Of the entries below, return only those lines from the line with "pub async fn update_project(&self, input: &UpdateProject)" to the line with "ids are ignored.", exactly, both included.

◆ Records shown:
::::::::::
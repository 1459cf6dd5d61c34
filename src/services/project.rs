use time::OffsetDateTime;

use crate::error::{AppError, AppResult};
use crate::models::{
    CreateProject, JobTitle, Page, PageRequest, Project, ProjectFilter, ProjectStatus,
    UpdateProject, UserProjectStatus,
};
use crate::repositories::Stores;
use crate::services::{EmailService, NotificationSettings, UrlService};

pub const SUBJECT_NEW_PROJECT: &str = "Code for Social Good: New Project Notification";
const BODY_NEW_PROJECT: &str = "You have registered to recieve notification on new projects.\n\
                                The following new project has been created:\n";

/// Project lifecycle: creation with subscriber notification, edits,
/// deletion and the per-organization draft
#[derive(Clone)]
pub struct ProjectService {
    stores: Stores,
    email: EmailService,
    urls: UrlService,
    settings: NotificationSettings,
}

impl ProjectService {
    pub fn new(
        stores: Stores,
        email: EmailService,
        urls: UrlService,
        settings: NotificationSettings,
    ) -> Self {
        Self {
            stores,
            email,
            urls,
            settings,
        }
    }

    pub async fn find_projects(&self) -> AppResult<Vec<Project>> {
        self.stores.projects.find_all().await
    }

    pub async fn find_by_id(&self, id: i32) -> AppResult<Project> {
        self.stores
            .projects
            .find_by_id(id)
            .await?
            .ok_or_else(|| AppError::NotFound("Project".to_string()))
    }

    pub async fn find_by_name(&self, name: &str) -> AppResult<Option<Project>> {
        self.stores.projects.find_by_name(name).await
    }

    /// Filtered search; without a page size the whole result comes back as one page
    pub async fn search(
        &self,
        filter: &ProjectFilter,
        page: Option<u64>,
        size: Option<u64>,
    ) -> AppResult<Page<Project>> {
        self.stores
            .projects
            .search(filter, PageRequest::from_params(page, size))
            .await
    }

    pub async fn find_by_user(
        &self,
        user_id: i32,
        status: Option<UserProjectStatus>,
    ) -> AppResult<Vec<Project>> {
        self.stores.projects.find_by_user(user_id, status).await
    }

    /// Projects of an organization. Asking for drafts always yields exactly
    /// one: a blank draft is created when the organization has none.
    pub async fn find_by_organization(
        &self,
        organization_id: i32,
        status: Option<ProjectStatus>,
    ) -> AppResult<Vec<Project>> {
        let projects = self
            .stores
            .projects
            .find_by_organization(organization_id, status)
            .await?;

        if status != Some(ProjectStatus::New) || !projects.is_empty() {
            return Ok(projects);
        }

        self.stores
            .organizations
            .find_by_id(organization_id)
            .await?
            .ok_or_else(|| AppError::NotFound("Organization".to_string()))?;

        let draft = match self
            .stores
            .projects
            .create(&CreateProject::draft(organization_id))
            .await
        {
            Ok(draft) => draft,
            Err(AppError::Conflict(_)) => {
                // Another request created the draft first
                return self
                    .stores
                    .projects
                    .find_by_organization(organization_id, status)
                    .await;
            }
            Err(e) => return Err(e),
        };

        tracing::info!(
            project_id = draft.id,
            organization_id,
            "Draft project created"
        );

        Ok(vec![draft])
    }

    /// Create a project, or return the existing one with the same name in the
    /// same organization
    pub async fn create_project(&self, input: &CreateProject) -> AppResult<Project> {
        if input.name.trim().is_empty() {
            return Err(AppError::Validation("Project name is required".to_string()));
        }

        if let Some(existing) = self
            .stores
            .projects
            .find_by_name_and_organization(&input.name, input.organization_id)
            .await?
        {
            tracing::info!(
                project_id = existing.id,
                organization_id = input.organization_id,
                "Project already exists"
            );
            return Ok(existing);
        }

        self.stores
            .organizations
            .find_by_id(input.organization_id)
            .await?
            .ok_or_else(|| AppError::NotFound("Organization".to_string()))?;

        let project = self.stores.projects.create(input).await?;

        self.stores
            .organizations
            .set_project_updated_time(input.organization_id, OffsetDateTime::now_utc())
            .await?;

        self.notify_subscribers(&project).await;

        Ok(project)
    }

    /// Overwrite a project's mutable fields; `None` when it does not exist
    pub async fn update_project(&self, input: &UpdateProject) -> AppResult<Option<Project>> {
        let updated = self.stores.projects.update(input).await?;
        if updated.is_none() {
            tracing::info!(project_id = input.id, "Project does not exist");
        }
        Ok(updated)
    }

    /// Delete a project with its bookmarks and skill tags. Unknown ids are ignored.
    /// Projects with application history are refused before anything is removed.
    pub async fn delete_project(&self, id: i32) -> AppResult<()> {
        if self.stores.projects.find_by_id(id).await?.is_none() {
            tracing::info!(project_id = id, "Project does not exist");
            return Ok(());
        }

        let history = self.stores.user_projects.find_by_project(id).await?;
        if history
            .iter()
            .any(|up| up.status != UserProjectStatus::Bookmarked)
        {
            tracing::info!(project_id = id, "Project has application history, not deleted");
            return Err(AppError::Referenced("Project".to_string()));
        }

        let bookmarks = self
            .stores
            .user_projects
            .delete_by_project_and_status(id, UserProjectStatus::Bookmarked)
            .await?;
        let skills = self.stores.skills.delete_project_skills(id).await?;

        self.stores.projects.delete(id).await?;

        tracing::info!(project_id = id, bookmarks, skills, "Project deleted");
        Ok(())
    }

    pub async fn find_job_titles(&self) -> AppResult<Vec<JobTitle>> {
        self.stores.projects.find_job_titles().await
    }

    /// Set or clear the project's image location
    pub async fn save_image(&self, id: i32, image_url: Option<&str>) -> AppResult<()> {
        self.find_by_id(id).await?;
        self.stores.projects.update_image(id, image_url).await
    }

    async fn notify_subscribers(&self, project: &Project) {
        let subscribers = match self.stores.users.find_subscribers().await {
            Ok(users) => users,
            Err(e) => {
                tracing::error!(project_id = project.id, error = %e, "Failed to load subscribers");
                return;
            }
        };

        let body = format!("{}{}", BODY_NEW_PROJECT, self.urls.project_url(project.id));

        for user in subscribers.iter().filter(|u| !u.email.is_empty()) {
            if let Err(e) = self
                .email
                .send(
                    &self.settings.from_address,
                    &user.email,
                    SUBJECT_NEW_PROJECT,
                    &body,
                )
                .await
            {
                tracing::warn!(
                    project_id = project.id,
                    user_id = user.id,
                    error = %e,
                    "Failed to queue new project notification"
                );
            }
        }

        tracing::debug!(
            project_id = project.id,
            recipients = subscribers.len(),
            "New project notifications queued"
        );
    }
}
::::::::::
◆ Task output:
    pub async fn update_project(&self, input: &UpdateProject) -> AppResult<Option<Project>> {
        let updated = self.stores.projects.update(input).await?;
        if updated.is_none() {
            tracing::info!(project_id = input.id, "Project does not exist");
        }
        Ok(updated)
    }

    /// Delete a project with its bookmarks and skill tags. Unknown ids are ignored.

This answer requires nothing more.